A Review of Lawson Criterion for Nuclear Fusion
Abstract
Les G. Miklosy
In the pursuit for abundant clean energy from nuclear fusion, the Lawson Criterion is cited by fusion researchers and experimentalists as the condition to exceed for fusion of atomic nuclei to occur. In his 1955 paper J.D. Lawson analyzed a fusion plasma conforming to thermodynamic principles at steadystate but with stated omissions and simplifications. Modern fusion researchers developed many incantations of the Lawson Criterion urging their brand leads to fusion ignition, necessarily to sell a rational fusion hypothesis and attract research funding. Others have shown how confined fusion in the laboratory cannot satisfy a positive energy balance due to energy losses from the system. A literature search for "fusion energy balance" shows a suspicious absence of this sanity-check to verify the energy condition was met.

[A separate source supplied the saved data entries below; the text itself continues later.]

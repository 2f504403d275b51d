//! Human-readable text output formatter

use crate::error::Result;
use crate::format::OutputFormatter;
use crate::selector::SearchOutcome;

/// Text formatter - outputs human-readable summary
pub struct TextFormatter;

impl OutputFormatter for TextFormatter {
    fn name(&self) -> &str {
        "text"
    }

    fn description(&self) -> &str {
        "Human-readable text"
    }

    fn format(&self, outcome: &SearchOutcome) -> Result<String> {
        let mut output = String::new();

        output.push_str(&format!(
            "Anchor: {} ({:.4}, {:.4})\n",
            outcome.anchor_city, outcome.anchor_coordinates.lat, outcome.anchor_coordinates.lng
        ));
        output.push_str(&format!("Radius: {} miles\n", outcome.radius));
        output.push_str(&format!(
            "Cities within radius: {}\n",
            outcome.candidates.len()
        ));

        if !outcome.skipped.is_empty() {
            output.push_str(&format!("Skipped: {}\n", outcome.skipped.len()));
        }

        output.push_str("\nResult:\n");
        output.push_str(&format!("Closest city: {}\n", outcome.closest_city));
        output.push_str(&format!(
            "Driving distance: {:.2} miles",
            outcome.driving_distance
        ));

        Ok(output)
    }
}
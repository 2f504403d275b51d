//! Coordinates and great-circle distance
//!
//! The haversine distance is only used as a cheap pre-filter before asking
//! the routing gateway for real driving distances.

use crate::constants::geo::EARTH_RADIUS_MILES;
use crate::error::{Error, Result};
use serde::{Deserialize, Serialize};

/// A geographic coordinate (latitude, longitude) in degrees
#[derive(Debug, Clone, Copy, PartialEq, Serialize, Deserialize)]
pub struct Coordinates {
    pub lat: f64,
    pub lng: f64,
}

impl Coordinates {
    /// Create new coordinates
    pub fn new(lat: f64, lng: f64) -> Self {
        Self { lat, lng }
    }

    /// Validate that coordinates are within valid ranges
    ///
    /// Latitude: -90 to 90
    /// Longitude: -180 to 180
    pub fn validate(&self) -> Result<()> {
        if !(-90.0..=90.0).contains(&self.lat) {
            return Err(Error::Format(format!(
                "Latitude {} is out of range [-90, 90]",
                self.lat
            )));
        }
        if !(-180.0..=180.0).contains(&self.lng) {
            return Err(Error::Format(format!(
                "Longitude {} is out of range [-180, 180]",
                self.lng
            )));
        }
        Ok(())
    }

    /// Great-circle distance to `other` in miles, using the mean Earth radius
    pub fn distance_miles(&self, other: &Coordinates) -> f64 {
        haversine_miles(*self, *other, EARTH_RADIUS_MILES)
    }
}

/// Calculate the great-circle distance between two points (haversine formula)
///
/// # Arguments
/// * `p1` - First point
/// * `p2` - Second point
/// * `earth_radius_miles` - Sphere radius to scale the central angle by
///
/// # Returns
/// Distance in miles
pub fn haversine_miles(p1: Coordinates, p2: Coordinates, earth_radius_miles: f64) -> f64 {
    let lat1 = p1.lat.to_radians();
    let lat2 = p2.lat.to_radians();
    let delta_lat = lat2 - lat1;
    let delta_lng = (p2.lng - p1.lng).to_radians();

    let h = (delta_lat / 2.0).sin().powi(2)
        + lat1.cos() * lat2.cos() * (delta_lng / 2.0).sin().powi(2);

    // Clamp guards asin against h drifting just above 1.0 for antipodal points
    let c = 2.0 * h.sqrt().min(1.0).asin();

    earth_radius_miles * c
}
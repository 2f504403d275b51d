//! Default configuration values
//!
//! Named constants for all tunable parameters

/// Default search radius in miles
pub const DEFAULT_RADIUS: f64 = 100.0;

/// Default output format
pub const DEFAULT_FORMAT: &str = "text";

/// Default gateway backend
pub const DEFAULT_BACKEND: &str = "google";

/// Country appended to every geocoding/routing query
pub const DEFAULT_COUNTRY_HINT: &str = "United States";

/// Default anchor matching policy
pub const DEFAULT_ANCHOR_MATCH: &str = "case_insensitive";

/// Per-request gateway timeout in seconds
pub const DEFAULT_TIMEOUT_SECS: u64 = 30;

/// Default server host
pub const DEFAULT_HOST: &str = "127.0.0.1";

/// Default server port
pub const DEFAULT_PORT: u16 = 5000;

/// Default cap on stored history entries
pub const DEFAULT_MAX_HISTORY_ENTRIES: usize = 100;

/// Config file name
pub const CONFIG_FILE_NAME: &str = "config.toml";

/// Application directory name (for XDG paths)
pub const APP_DIR_NAME: &str = "closest-city";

This paper applies conservation of energy from classical thermodynamics to a fusion plasma and summarizes eleven modern Lawson-like interpretations in a uniform way, doing so shows the requirements for fusion ignition are not met. Indeed despite billions of speculative dollars spent, sustained laboratory fusion has not been demonstrated in any experimental apparatus built and tested to date worldwide. Heed the warning, in 1955 John D. Lawson wrote: “To conclude we emphasize that these conditions, though necessary are far from sufficient. The working cycle that has been assumed is very optimistic.”